Выбрать главу

Остроумие классика, описывающего реалии Французской Республики, не совсем оправдано. Чудовищная эксплуатация людей, расслоение общества, захватническая политика великих держав вызывали протест не только у неудачников, но и у любого здравомыслящего человека, думающего о будущем общества. Нельзя расслаблено отдыхать на готовой взорваться бомбе. Другое дело, что любая набирающая популярность идея часто превращается в моду, увлекает и неуравновешенных фанатиков, и откровенных глупцов, и маргиналов, рассчитывающих в случае удачи чем-нибудь поживиться.

Конечно, и в России были увлеченные социалистическими идеями люди, причем, в немалом количестве. Показательно, что само слово «шестидесятники» оттуда, из ХIХ века, так называли разночинцев-демократов. Так что преемственность имеется уже на уровне терминологии. Вот как описывал массовое появление тогдашних «шестидесятников» на сцене истории советский этнограф и историк Л. Гумилев: «В XVIII веке Екатерина II освободила дворян от обязательной воинской службы, но в 1812 они еще дрались, и очень здорово дрались, потому что сохранилось поколение воинов-пассионариев. А дальше началось: “что делать?”, “куда идти?”, – и тут оставшимся без дела пассионариям подсунули масонские лозунги типа “Свобода, равенство, братство”. На них клюнули все эти клоповоняющие базаровы, волоховы. В общем, образовался у нас в ХIХ веке западнический субэтнос, который все время расшатывал устои государства»[9] (12).

Л. Гумилев видел в этом целую систему координат, в которой догнивал дореволюционный уклад русской интеллигенции, и в своих оценках он не одинок. Писатель А. Толстой определял это умонастроение как «интеллигентщина, расхлябанность, чеховщина, которые характерны для 80-х годов прошлого (ХIХ – К.К.) столетия» (14). И вот у этой публики появилась великая цель – освобождение народа. Не находящая себе место в монархическом и клерикальном государстве свободомыслящая интеллигенция возбудилась – в ее существовании появился Высший Смысл. Н. Бердяев: «Невозможность политической деятельности привела к тому, что политика была перенесена в мысль и литературу. Литературные критики были властителями дум социальных и политических. Интеллигенция приняла раскольничий характер… она жила в расколе с окружающей действительностью, которую считала злой, и в ней выработалась фанатическая раскольничья мораль» (15). Смысл жертвенности, страдания, самоотвержения, и – непременно – трагической развязки.

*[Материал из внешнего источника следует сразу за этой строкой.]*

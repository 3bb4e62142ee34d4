//! Outbound application events.
//!
//! The [`Controller`](super::service::Controller) emits these through the
//! [`EventSink`](super::ports::EventSink) port.  Adapters on the other
//! side decide what to do with them (serial log, test recorder, ...).
//! Events are observational only; the serial acknowledgments are written
//! directly to the command channel.

use serde::Serialize;

use super::commands::Command;
use crate::fsm::context::{LockCause, OutputCommands};
use crate::fsm::{PanicPhase, StateId};

/// What caused a state transition.
#[derive(Debug, Clone, Copy, PartialEq, Eq, Serialize)]
pub enum TransitionCause {
    /// A serial command.
    Command,
    /// A falling edge on the panic button.
    Button,
    /// Monitor ran past its timeout.
    MonitorTimeout,
}

/// Structured events emitted by the application core.
#[derive(Debug, Clone, PartialEq)]
pub enum AppEvent {
    /// The controller has started (carries initial state).
    Started(StateId),

    /// The FSM transitioned between states (self-transitions included).
    StateChanged {
        from: StateId,
        to: StateId,
        cause: TransitionCause,
    },

    /// A command byte was recognised and applied.
    CommandAccepted(Command),

    /// A byte arrived that is not a command.
    CommandIgnored(u8),

    /// A byte arrived while the panic lock was held and was refused.
    CommandRejected(u8),

    /// The panic lock engaged.
    PanicLocked(LockCause),

    /// The panic lock was released by an `Off` command.
    PanicUnlocked,

    /// Periodic status snapshot.
    Status(StatusSnapshot),
}

/// A point-in-time view of the controller suitable for logging.
#[derive(Debug, Clone, Copy, PartialEq, Eq, Serialize)]
pub struct StatusSnapshot {
    pub state: StateId,
    pub phase: Option<PanicPhase>,
    pub lock: Option<LockCause>,
    pub button_latched: bool,
    pub outputs: OutputCommands,
    pub elapsed_units: u64,
    pub tick_count: u64,
}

Счастливая концовка не в традициях нашей великой литературы и замечательного кино. Блистательно и парадоксально описана эта связь у В. Ерофеева, который, к слову сказать, учение Л. Гумилева в свое время внимательно штудировал. Тем, кто не читал «Москва – Петушки», подскажу, что диалог происходит в разгар пьянки, когда наши люди по обыкновению переходят к обсуждению высоких материй (больше подсказывать не буду):

– Я очень люблю читать! В мире столько прекрасных книг! – продолжал человек в жакетке. – Я, например, пью месяц, пью другой, а потом возьму и прочитаю какую-нибудь книжку, и так хороша покажется мне эта книжка, и так дурен я кажусь сам себе, что я совсем расстраиваюсь и не могу читать, бросаю книжку и начинаю пить, пью месяц, пью другой, а потом…

– Погоди, – тут уж я его прервал, – погоди. Так что же социал-демократы?

– А вот и притом! С этого и началось все главное – сивуха началась вместо клико! Разночинство началось, дебош и хованщина!.. Все эти Успенские, все эти Помяловские – они без стакана не могли написать ни строки! Я читал, я знаю! Отчаянно пили! Все честные люди России! И отчего они пили? – с отчаяния пили!.. Социал-демократ – пишет и пьет, и пьет, как пишет. А мужик – не читает и пьет, пьет, не читая… А теперь – вся мыслящая Россия, тоскуя о мужике, пьет не просыпаясь! Бей во все колокола, по всему Лондону – никто в России головы не поднимет, все в блевотине и всем тяжело!.. И так – до наших времен!

вернуться

9

Жена Льва Николаевича вспоминала: «Как-то я смотрю на собрание сочинений Чехова и говорю Льву: скучно мне читать Чехова. Язык замечательный, образы великолепные, но эти ноющие женщины невыносимы. “А это уже началась эпоха скуки, – сказал он. – Самое страшное, когда люди начинают скучать. Значит, они инертны, у них нет энергии. Настоящий творческий человек – художник, писатель, ученый – никогда не скучает. А к концу ХIХ века у нас появилось огромное количество обывателей, и так как Чехов жил среди них, то он описывал”» (13).